▶ [What you will do] In the listing, find every line that has the string "OpenOptions" and copy it.

▶ [Stored data]
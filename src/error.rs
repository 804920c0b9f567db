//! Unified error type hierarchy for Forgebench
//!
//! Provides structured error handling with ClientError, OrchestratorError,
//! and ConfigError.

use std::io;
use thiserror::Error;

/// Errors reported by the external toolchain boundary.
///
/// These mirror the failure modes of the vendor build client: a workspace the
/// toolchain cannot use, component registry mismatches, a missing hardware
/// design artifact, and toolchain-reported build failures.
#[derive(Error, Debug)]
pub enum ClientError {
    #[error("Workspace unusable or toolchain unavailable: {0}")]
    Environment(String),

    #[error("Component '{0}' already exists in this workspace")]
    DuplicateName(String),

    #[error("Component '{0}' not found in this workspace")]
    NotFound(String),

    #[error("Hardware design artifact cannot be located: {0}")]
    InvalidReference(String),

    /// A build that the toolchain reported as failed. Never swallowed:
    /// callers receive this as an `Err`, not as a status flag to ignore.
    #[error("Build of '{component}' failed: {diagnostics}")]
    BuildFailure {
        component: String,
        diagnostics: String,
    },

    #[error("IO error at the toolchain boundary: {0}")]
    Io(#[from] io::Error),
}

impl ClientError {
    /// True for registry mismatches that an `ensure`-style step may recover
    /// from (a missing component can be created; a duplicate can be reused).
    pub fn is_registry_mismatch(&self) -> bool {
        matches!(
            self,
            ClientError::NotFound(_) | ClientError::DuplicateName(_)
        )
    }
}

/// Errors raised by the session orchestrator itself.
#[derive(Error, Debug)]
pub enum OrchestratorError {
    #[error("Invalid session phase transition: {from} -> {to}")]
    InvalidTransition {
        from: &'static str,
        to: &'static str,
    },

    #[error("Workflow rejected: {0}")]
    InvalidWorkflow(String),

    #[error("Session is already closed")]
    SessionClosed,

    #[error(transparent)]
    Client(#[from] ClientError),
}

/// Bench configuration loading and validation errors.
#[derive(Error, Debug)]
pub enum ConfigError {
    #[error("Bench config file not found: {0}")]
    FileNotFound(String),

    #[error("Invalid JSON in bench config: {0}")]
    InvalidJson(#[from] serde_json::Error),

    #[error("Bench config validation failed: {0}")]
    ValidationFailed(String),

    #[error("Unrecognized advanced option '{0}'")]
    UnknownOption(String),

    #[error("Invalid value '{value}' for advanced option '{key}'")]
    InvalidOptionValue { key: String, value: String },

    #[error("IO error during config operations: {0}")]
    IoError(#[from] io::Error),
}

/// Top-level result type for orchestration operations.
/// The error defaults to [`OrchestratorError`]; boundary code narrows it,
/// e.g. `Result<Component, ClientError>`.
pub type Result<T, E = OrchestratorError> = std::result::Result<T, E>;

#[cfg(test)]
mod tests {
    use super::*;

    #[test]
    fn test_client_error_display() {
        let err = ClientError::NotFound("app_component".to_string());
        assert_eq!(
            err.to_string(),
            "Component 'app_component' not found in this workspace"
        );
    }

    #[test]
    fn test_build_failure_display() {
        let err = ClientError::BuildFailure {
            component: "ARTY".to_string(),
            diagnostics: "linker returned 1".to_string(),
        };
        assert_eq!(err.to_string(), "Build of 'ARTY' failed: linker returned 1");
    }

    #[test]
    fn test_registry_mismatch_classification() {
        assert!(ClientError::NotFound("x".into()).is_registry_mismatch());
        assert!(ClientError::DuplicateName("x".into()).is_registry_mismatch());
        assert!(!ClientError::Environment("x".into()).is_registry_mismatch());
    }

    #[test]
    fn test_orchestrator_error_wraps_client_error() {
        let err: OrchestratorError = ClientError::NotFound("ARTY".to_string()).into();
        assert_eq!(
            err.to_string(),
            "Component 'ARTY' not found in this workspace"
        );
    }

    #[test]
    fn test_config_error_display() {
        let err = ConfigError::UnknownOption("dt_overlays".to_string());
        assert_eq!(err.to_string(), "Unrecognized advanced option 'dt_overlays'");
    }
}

* * *

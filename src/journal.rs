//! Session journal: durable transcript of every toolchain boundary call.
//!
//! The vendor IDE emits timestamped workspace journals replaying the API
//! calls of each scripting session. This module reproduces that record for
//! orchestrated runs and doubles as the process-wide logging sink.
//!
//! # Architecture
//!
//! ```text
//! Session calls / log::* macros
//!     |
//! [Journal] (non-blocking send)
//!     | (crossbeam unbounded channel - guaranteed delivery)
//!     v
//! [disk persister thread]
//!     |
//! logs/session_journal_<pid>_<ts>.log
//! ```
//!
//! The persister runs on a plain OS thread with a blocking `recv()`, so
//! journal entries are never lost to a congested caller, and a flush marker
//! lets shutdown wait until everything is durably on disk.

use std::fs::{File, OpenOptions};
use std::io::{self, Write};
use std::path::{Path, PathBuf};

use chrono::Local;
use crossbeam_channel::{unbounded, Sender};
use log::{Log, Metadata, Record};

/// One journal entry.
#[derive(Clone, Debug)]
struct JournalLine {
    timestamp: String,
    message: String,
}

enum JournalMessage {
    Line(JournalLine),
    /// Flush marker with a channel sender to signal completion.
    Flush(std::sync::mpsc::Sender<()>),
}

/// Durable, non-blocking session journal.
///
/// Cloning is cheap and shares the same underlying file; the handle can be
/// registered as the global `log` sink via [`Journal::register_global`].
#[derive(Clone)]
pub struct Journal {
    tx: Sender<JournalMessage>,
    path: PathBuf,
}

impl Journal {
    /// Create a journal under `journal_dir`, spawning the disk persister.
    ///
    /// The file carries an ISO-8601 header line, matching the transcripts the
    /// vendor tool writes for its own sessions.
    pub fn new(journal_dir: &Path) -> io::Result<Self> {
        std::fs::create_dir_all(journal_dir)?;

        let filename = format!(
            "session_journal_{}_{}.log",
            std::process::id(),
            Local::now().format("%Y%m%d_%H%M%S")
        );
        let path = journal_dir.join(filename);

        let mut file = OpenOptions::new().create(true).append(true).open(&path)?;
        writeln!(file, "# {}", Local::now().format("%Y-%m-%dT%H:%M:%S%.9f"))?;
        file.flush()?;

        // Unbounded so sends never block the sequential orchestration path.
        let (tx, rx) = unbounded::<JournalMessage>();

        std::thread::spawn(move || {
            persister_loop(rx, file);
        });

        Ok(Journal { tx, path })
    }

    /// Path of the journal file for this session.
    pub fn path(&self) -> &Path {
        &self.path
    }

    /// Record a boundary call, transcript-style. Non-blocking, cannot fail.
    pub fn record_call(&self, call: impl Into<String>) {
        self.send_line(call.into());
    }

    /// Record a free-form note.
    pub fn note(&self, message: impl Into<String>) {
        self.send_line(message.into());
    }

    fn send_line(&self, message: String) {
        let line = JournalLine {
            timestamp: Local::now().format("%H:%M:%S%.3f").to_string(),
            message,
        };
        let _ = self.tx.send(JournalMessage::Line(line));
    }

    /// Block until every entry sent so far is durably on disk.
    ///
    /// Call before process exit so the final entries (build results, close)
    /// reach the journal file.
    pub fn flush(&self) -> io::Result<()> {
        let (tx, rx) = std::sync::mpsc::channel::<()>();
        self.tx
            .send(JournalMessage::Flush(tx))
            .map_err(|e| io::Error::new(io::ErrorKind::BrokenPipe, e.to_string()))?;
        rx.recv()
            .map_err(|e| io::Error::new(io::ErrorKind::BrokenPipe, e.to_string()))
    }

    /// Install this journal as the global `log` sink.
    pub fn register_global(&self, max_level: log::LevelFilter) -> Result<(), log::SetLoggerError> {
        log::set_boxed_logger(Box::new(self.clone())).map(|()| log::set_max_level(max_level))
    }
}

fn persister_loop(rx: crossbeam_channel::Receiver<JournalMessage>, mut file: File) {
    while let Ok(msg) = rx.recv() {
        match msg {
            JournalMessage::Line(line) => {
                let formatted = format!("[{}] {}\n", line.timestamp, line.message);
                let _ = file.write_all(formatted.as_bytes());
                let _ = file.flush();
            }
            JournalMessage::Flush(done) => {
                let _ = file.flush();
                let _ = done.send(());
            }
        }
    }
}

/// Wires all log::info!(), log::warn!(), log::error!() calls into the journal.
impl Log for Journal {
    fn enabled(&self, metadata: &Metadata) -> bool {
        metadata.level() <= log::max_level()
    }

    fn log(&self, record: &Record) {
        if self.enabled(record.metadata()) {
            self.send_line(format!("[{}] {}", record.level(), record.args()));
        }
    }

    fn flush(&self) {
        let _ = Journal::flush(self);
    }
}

▶ [The answer]
use std::fs::{File, OpenOptions};
        let mut file = OpenOptions::new().create(true).append(true).open(&path)?;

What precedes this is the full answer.